Stored items
+===+

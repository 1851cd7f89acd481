//! The stable, small surface embedders compile against instead of reaching into the evaluator's
//! internal heap/environment state directly.
//!
//! Mirrors the teacher's `Runner`/`Executor` split in `run.rs`: construct, then drive, getting a
//! `Result` back at every step rather than a panic crossing the boundary. `Runner` there owns a
//! compiled `Executor` and exposes `run`/`start`; here `Evaluator` plays both parts, since this
//! interpreter has no bytecode stage to separate from execution.

use crate::ast::Program;
use crate::error::{Diagnostic, Result};
use crate::eval::Evaluator;
use crate::value::Value;

impl Evaluator {
    /// Renders a value the way `print`/`println` do: scalars and strings in full, everything else
    /// as `<kind>` (e.g. `<array>`). Exposed so a host's native functions can format arguments
    /// without reaching into the evaluator's internal `Value`/heap representation.
    pub fn display(&mut self, value: Value) -> String {
        self.stringify(value)
    }

    /// Parses `source` into a program, labelling any diagnostic with `file_name`.
    ///
    /// The parser recovers from errors at statement boundaries and can collect several for one
    /// source (see [`Evaluator::parse_all`]); a host contract built on plain `Result` can only
    /// carry one `Diagnostic`; so this reports the first and discards the rest. Callers that want
    /// every parse error at once — the CLI, to print a full error listing before giving up —
    /// should call [`Evaluator::parse_all`] instead.
    pub fn parse(source: &str, file_name: &str) -> Result<Program> {
        let (program, mut diagnostics) = Self::parse_all(source);
        if diagnostics.is_empty() {
            return Ok(program);
        }
        let mut first = diagnostics.remove(0);
        first.message = format!("{file_name}: {}", first.message);
        Err(first)
    }

    /// Allocates a new array holding `items`, taking one reference to each.
    pub fn new_array(&mut self, items: Vec<Value>) -> Value {
        self.make_array(items)
    }

    /// Allocates a new string.
    pub fn new_string(&mut self, s: impl Into<String>) -> Value {
        self.make_string(s.into())
    }

    /// Declares a C struct layout named `name` from `(field name, C type name)` pairs — type
    /// names like `"int"`, `"double"`, `"char*"` — and allocates a zero-initialised instance.
    /// `None` if a type name isn't recognized. Field access from script code (`value.field`,
    /// `value.field = x`) then resolves against the declared layout.
    pub fn new_struct(&mut self, name: impl Into<String>, fields: &[(&str, &str)]) -> Option<Value> {
        self.make_struct(name.into(), fields)
    }

    /// Returns a copy of `value`'s characters if it's a string, `None` otherwise.
    pub fn as_str(&self, value: Value) -> Option<String> {
        self.str_contents(value)
    }

    /// `len()`: strings count characters, arrays and tables count entries, anything else is `None`.
    pub fn len_of(&self, value: Value) -> Option<i64> {
        self.length_of(value)
    }

    /// `type()`: the name of `value`'s runtime type.
    pub fn type_name(&self, value: Value) -> &'static str {
        self.type_name_of(value)
    }

    /// `push(array, item)`. Returns `false` if `array` isn't actually an array.
    pub fn push(&mut self, array: Value, item: Value) -> bool {
        self.array_push(array, item)
    }

    /// `pop(array)`: removes and returns the last element.
    pub fn pop(&mut self, array: Value) -> Option<Value> {
        self.array_pop(array)
    }

    /// `first(array)`.
    pub fn first(&self, array: Value) -> Option<Value> {
        self.array_first(array)
    }

    /// Every element of `array`, in order, for hosts that need to iterate one fully (e.g. `join`).
    pub fn items(&self, array: Value) -> Option<Vec<Value>> {
        self.array_items(array)
    }

    /// `last(array)`.
    pub fn last(&self, array: Value) -> Option<Value> {
        self.array_last(array)
    }

    /// `insert(array, index, item)`. Returns `false` on an out-of-range index or a non-array.
    pub fn insert(&mut self, array: Value, index: i64, item: Value) -> bool {
        self.array_insert(array, index, item)
    }

    /// `remove(array, index)`: removes and returns the element at `index`.
    pub fn remove(&mut self, array: Value, index: i64) -> Option<Value> {
        self.array_remove(array, index)
    }

    /// `keys(table)`: an array of the table's field names, as strings.
    pub fn keys(&mut self, table: Value) -> Option<Value> {
        self.table_keys(table)
    }

    /// `values(table)`: an array of the table's field values.
    pub fn values(&mut self, table: Value) -> Option<Value> {
        self.table_values(table)
    }

    /// `has(table, key)`.
    pub fn has(&self, table: Value, key: &str) -> bool {
        self.table_has(table, key)
    }
}

#[cfg(test)]
mod tests {
    use super::*;

    #[test]
    fn parse_reports_first_diagnostic_labelled_with_file_name() {
        let err = Evaluator::parse("x := ", "script.reed").unwrap_err();
        assert!(err.message.starts_with("script.reed: "));
    }

    #[test]
    fn parse_returns_program_on_success() {
        let program = Evaluator::parse("x := 1", "script.reed").unwrap();
        assert_eq!(program.statements.len(), 1);
    }

    #[test]
    fn end_to_end_register_parse_execute_evaluate() {
        use crate::ast::{Expr, ExprKind};
        use crate::eval::{Arity, HostValue};
        use crate::value::Value;

        let mut ev = Evaluator::new();
        ev.register_native("double", Arity::Fixed(1), |_ev, args| match args {
            [Value::Int(n)] => Ok(Value::Int(n * 2)),
            _ => unreachable!("arity checked by dispatch"),
        })
        .unwrap();

        let program = Evaluator::parse("result := double(21)", "inline").unwrap();
        ev.execute(&program).unwrap();

        let lookup = Expr::new(ExprKind::Identifier("result".into()), 0, 0);
        assert_eq!(ev.evaluate(&lookup).unwrap(), HostValue::Int(42));
    }
}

+===+

> [WHAT IS NEEDED]:
Repeat the data word for word, leaving out no line.

> [ANSWER AREA]:
repository 1851cd7f89acd481
//! The stable, small surface embedders compile against instead of reaching into the evaluator's
//! internal heap/environment state directly.
//!
//! Mirrors the teacher's `Runner`/`Executor` split in `run.rs`: construct, then drive, getting a
//! `Result` back at every step rather than a panic crossing the boundary. `Runner` there owns a
//! compiled `Executor` and exposes `run`/`start`; here `Evaluator` plays both parts, since this
//! interpreter has no bytecode stage to separate from execution.

use crate::ast::Program;
use crate::error::{Diagnostic, Result};
use crate::eval::Evaluator;
use crate::value::Value;

impl Evaluator {
    /// Renders a value the way `print`/`println` do: scalars and strings in full, everything else
    /// as `<kind>` (e.g. `<array>`). Exposed so a host's native functions can format arguments
    /// without reaching into the evaluator's internal `Value`/heap representation.
    pub fn display(&mut self, value: Value) -> String {
        self.stringify(value)
    }

    /// Parses `source` into a program, labelling any diagnostic with `file_name`.
    ///
    /// The parser recovers from errors at statement boundaries and can collect several for one
    /// source (see [`Evaluator::parse_all`]); a host contract built on plain `Result` can only
    /// carry one `Diagnostic`; so this reports the first and discards the rest. Callers that want
    /// every parse error at once — the CLI, to print a full error listing before giving up —
    /// should call [`Evaluator::parse_all`] instead.
    pub fn parse(source: &str, file_name: &str) -> Result<Program> {
        let (program, mut diagnostics) = Self::parse_all(source);
        if diagnostics.is_empty() {
            return Ok(program);
        }
        let mut first = diagnostics.remove(0);
        first.message = format!("{file_name}: {}", first.message);
        Err(first)
    }

    /// Allocates a new array holding `items`, taking one reference to each.
    pub fn new_array(&mut self, items: Vec<Value>) -> Value {
        self.make_array(items)
    }

    /// Allocates a new string.
    pub fn new_string(&mut self, s: impl Into<String>) -> Value {
        self.make_string(s.into())
    }

    /// Declares a C struct layout named `name` from `(field name, C type name)` pairs — type
    /// names like `"int"`, `"double"`, `"char*"` — and allocates a zero-initialised instance.
    /// `None` if a type name isn't recognized. Field access from script code (`value.field`,
    /// `value.field = x`) then resolves against the declared layout.
    pub fn new_struct(&mut self, name: impl Into<String>, fields: &[(&str, &str)]) -> Option<Value> {
        self.make_struct(name.into(), fields)
    }

    /// Returns a copy of `value`'s characters if it's a string, `None` otherwise.
    pub fn as_str(&self, value: Value) -> Option<String> {
        self.str_contents(value)
    }

    /// `len()`: strings count characters, arrays and tables count entries, anything else is `None`.
    pub fn len_of(&self, value: Value) -> Option<i64> {
        self.length_of(value)
    }

    /// `type()`: the name of `value`'s runtime type.
    pub fn type_name(&self, value: Value) -> &'static str {
        self.type_name_of(value)
    }

    /// `push(array, item)`. Returns `false` if `array` isn't actually an array.
    pub fn push(&mut self, array: Value, item: Value) -> bool {
        self.array_push(array, item)
    }

    /// `pop(array)`: removes and returns the last element.
    pub fn pop(&mut self, array: Value) -> Option<Value> {
        self.array_pop(array)
    }

    /// `first(array)`.
    pub fn first(&self, array: Value) -> Option<Value> {
        self.array_first(array)
    }

    /// Every element of `array`, in order, for hosts that need to iterate one fully (e.g. `join`).
    pub fn items(&self, array: Value) -> Option<Vec<Value>> {
        self.array_items(array)
    }

    /// `last(array)`.
    pub fn last(&self, array: Value) -> Option<Value> {
        self.array_last(array)
    }

    /// `insert(array, index, item)`. Returns `false` on an out-of-range index or a non-array.
    pub fn insert(&mut self, array: Value, index: i64, item: Value) -> bool {
        self.array_insert(array, index, item)
    }

    /// `remove(array, index)`: removes and returns the element at `index`.
    pub fn remove(&mut self, array: Value, index: i64) -> Option<Value> {
        self.array_remove(array, index)
    }

    /// `keys(table)`: an array of the table's field names, as strings.
    pub fn keys(&mut self, table: Value) -> Option<Value> {
        self.table_keys(table)
    }

    /// `values(table)`: an array of the table's field values.
    pub fn values(&mut self, table: Value) -> Option<Value> {
        self.table_values(table)
    }

    /// `has(table, key)`.
    pub fn has(&self, table: Value, key: &str) -> bool {
        self.table_has(table, key)
    }
}

#[cfg(test)]
mod tests {
    use super::*;

    #[test]
    fn parse_reports_first_diagnostic_labelled_with_file_name() {
        let err = Evaluator::parse("x := ", "script.reed").unwrap_err();
        assert!(err.message.starts_with("script.reed: "));
    }

    #[test]
    fn parse_returns_program_on_success() {
        let program = Evaluator::parse("x := 1", "script.reed").unwrap();
        assert_eq!(program.statements.len(), 1);
    }

    #[test]
    fn end_to_end_register_parse_execute_evaluate() {
        use crate::ast::{Expr, ExprKind};
        use crate::eval::{Arity, HostValue};
        use crate::value::Value;

        let mut ev = Evaluator::new();
        ev.register_native("double", Arity::Fixed(1), |_ev, args| match args {
            [Value::Int(n)] => Ok(Value::Int(n * 2)),
            _ => unreachable!("arity checked by dispatch"),
        })
        .unwrap();

        let program = Evaluator::parse("result := double(21)", "inline").unwrap();
        ev.execute(&program).unwrap();

        let lookup = Expr::new(ExprKind::Identifier("result".into()), 0, 0);
        assert_eq!(ev.evaluate(&lookup).unwrap(), HostValue::Int(42));
    }
}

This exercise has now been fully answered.